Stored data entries
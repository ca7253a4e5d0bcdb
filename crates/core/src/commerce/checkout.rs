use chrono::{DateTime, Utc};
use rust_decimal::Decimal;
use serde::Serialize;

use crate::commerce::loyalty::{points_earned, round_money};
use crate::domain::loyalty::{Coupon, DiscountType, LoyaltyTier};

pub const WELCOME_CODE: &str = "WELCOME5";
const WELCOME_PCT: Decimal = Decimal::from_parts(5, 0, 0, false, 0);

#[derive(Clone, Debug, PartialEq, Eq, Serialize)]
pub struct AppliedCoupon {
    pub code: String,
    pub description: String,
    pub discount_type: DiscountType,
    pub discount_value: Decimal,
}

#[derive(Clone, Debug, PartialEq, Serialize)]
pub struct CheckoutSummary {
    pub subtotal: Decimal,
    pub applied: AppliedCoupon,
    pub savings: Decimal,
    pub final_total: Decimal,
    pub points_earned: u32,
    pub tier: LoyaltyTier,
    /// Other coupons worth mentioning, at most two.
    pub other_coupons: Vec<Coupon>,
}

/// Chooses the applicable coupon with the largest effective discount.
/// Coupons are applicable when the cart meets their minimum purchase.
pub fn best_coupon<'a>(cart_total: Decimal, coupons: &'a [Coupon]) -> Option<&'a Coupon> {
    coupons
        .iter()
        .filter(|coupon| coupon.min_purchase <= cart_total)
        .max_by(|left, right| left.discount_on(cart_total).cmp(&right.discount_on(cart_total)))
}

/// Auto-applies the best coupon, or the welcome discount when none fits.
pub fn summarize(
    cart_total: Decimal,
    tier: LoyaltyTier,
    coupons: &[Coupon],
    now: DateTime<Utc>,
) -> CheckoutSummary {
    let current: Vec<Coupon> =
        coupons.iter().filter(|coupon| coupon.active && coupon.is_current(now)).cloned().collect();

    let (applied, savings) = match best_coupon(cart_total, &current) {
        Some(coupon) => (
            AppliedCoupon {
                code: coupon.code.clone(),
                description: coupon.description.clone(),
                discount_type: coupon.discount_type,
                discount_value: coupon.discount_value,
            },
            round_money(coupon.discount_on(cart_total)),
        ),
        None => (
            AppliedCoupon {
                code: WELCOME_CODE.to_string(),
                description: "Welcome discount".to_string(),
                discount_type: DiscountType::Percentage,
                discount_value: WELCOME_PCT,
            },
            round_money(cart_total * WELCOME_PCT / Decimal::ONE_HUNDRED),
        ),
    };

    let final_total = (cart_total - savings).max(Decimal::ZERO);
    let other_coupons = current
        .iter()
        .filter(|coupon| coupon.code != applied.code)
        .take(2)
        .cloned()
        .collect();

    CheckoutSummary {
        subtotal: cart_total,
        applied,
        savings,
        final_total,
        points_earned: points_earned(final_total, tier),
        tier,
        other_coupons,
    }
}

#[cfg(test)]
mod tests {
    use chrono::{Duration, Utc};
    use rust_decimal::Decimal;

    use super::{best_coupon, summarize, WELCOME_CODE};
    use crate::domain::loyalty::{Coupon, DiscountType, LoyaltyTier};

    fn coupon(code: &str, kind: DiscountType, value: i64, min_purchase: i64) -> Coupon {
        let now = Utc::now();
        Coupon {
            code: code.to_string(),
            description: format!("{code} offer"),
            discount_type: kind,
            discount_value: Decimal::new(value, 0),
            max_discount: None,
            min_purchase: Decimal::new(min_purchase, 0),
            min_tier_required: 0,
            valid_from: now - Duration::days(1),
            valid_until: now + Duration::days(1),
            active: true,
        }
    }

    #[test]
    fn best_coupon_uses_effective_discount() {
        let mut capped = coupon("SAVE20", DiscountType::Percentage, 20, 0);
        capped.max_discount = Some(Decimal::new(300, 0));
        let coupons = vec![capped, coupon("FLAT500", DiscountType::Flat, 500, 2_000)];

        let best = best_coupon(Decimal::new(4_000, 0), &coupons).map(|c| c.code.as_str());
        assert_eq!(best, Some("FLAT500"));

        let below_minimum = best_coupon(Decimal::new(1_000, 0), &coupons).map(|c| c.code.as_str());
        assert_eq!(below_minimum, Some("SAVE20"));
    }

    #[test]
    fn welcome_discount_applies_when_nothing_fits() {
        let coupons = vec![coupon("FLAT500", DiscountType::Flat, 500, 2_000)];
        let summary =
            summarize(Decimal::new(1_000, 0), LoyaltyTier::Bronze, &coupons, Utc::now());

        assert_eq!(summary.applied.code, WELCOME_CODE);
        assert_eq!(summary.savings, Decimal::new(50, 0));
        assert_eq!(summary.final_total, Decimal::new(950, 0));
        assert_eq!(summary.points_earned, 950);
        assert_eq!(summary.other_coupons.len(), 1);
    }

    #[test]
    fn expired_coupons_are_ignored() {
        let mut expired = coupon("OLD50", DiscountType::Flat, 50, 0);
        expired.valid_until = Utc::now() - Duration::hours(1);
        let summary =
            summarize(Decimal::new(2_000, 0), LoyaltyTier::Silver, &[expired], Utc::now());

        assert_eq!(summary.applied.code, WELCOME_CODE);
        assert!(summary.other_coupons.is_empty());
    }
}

* * *

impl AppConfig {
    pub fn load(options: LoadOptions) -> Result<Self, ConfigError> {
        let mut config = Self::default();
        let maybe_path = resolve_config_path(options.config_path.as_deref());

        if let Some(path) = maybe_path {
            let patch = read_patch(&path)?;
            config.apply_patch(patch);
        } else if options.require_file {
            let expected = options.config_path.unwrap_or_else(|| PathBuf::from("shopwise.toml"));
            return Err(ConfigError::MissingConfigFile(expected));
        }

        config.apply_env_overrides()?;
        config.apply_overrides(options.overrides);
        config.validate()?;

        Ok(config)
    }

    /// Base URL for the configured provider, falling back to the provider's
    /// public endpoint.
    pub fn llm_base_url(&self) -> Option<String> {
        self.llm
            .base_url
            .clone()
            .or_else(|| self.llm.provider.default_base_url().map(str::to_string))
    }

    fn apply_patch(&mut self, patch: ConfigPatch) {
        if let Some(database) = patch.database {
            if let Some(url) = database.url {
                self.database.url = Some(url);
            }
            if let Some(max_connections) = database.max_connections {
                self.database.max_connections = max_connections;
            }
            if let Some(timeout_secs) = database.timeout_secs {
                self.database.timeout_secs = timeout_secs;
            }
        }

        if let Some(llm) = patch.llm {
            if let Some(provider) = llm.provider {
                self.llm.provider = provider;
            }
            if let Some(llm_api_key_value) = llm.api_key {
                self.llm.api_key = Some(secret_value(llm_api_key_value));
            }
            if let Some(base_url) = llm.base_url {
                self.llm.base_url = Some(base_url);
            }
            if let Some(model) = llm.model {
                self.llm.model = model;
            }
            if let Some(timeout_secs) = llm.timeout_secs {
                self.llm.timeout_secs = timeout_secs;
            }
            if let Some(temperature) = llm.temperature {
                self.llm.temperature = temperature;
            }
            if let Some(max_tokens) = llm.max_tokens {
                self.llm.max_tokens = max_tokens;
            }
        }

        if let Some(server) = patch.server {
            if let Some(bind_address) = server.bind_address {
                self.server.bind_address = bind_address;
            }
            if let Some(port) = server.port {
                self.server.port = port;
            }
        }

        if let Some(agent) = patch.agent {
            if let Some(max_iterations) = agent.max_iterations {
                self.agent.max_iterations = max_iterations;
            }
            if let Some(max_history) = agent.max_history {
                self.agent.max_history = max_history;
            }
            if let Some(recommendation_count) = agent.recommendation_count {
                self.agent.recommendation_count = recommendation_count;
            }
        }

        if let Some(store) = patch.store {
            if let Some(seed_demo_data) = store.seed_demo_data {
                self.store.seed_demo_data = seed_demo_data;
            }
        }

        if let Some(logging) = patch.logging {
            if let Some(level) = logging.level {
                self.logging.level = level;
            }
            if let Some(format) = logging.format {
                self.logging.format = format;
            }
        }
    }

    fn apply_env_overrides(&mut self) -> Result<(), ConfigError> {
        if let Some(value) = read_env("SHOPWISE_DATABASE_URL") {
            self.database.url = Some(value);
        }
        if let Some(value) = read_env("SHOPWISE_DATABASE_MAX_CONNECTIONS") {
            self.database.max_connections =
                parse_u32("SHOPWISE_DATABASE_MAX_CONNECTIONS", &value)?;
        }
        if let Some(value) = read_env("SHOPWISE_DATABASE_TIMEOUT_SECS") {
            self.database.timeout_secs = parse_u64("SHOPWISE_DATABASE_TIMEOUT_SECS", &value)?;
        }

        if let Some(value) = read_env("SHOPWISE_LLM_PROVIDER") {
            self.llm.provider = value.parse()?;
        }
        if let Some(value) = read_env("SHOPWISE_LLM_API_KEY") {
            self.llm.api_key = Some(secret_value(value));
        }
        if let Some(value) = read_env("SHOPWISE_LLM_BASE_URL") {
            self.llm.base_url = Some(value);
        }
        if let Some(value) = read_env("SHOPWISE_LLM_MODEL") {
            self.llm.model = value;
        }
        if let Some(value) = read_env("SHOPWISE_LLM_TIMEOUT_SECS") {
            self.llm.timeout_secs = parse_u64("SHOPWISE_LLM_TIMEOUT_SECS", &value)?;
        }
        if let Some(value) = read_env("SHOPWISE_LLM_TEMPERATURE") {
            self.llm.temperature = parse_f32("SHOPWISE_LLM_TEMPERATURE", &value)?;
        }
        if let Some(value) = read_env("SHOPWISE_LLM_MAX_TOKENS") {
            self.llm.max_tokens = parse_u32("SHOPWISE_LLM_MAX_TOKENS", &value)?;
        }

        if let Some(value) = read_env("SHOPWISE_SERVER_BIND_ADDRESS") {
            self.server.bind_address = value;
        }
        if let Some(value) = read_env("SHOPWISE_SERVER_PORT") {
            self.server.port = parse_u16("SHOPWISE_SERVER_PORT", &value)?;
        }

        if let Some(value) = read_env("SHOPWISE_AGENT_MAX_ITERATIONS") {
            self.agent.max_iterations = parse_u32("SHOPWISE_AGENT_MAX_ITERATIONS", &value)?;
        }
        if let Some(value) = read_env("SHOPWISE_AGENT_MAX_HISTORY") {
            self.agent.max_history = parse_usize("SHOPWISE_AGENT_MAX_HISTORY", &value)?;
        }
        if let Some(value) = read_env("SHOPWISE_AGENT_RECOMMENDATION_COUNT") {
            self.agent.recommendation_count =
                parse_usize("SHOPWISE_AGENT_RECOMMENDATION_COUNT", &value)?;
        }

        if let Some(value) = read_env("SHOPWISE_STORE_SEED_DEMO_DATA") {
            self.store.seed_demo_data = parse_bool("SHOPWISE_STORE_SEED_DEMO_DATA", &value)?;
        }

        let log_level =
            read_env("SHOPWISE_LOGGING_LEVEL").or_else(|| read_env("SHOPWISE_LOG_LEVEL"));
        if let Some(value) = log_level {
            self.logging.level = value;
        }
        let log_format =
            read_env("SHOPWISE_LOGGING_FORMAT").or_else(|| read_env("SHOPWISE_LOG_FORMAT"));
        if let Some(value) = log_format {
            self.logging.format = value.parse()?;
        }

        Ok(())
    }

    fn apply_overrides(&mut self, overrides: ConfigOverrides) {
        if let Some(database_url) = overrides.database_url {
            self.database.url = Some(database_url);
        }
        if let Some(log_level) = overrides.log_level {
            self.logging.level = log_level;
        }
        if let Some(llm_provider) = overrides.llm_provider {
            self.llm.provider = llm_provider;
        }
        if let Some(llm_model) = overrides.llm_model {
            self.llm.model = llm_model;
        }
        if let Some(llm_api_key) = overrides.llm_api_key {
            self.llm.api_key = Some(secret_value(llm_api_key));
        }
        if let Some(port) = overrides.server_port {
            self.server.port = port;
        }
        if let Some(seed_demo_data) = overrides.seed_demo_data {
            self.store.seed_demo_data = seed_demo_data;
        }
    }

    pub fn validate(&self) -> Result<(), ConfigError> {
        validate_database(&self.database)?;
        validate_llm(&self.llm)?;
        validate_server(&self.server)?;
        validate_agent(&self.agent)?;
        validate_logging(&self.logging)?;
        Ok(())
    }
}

▶ _WHAT YOU ARE ASKED TO DO_:
Go through the entries and count the lines where the word "summarize" appears; give only the count.

▶ _WRITTEN REPLY_:
4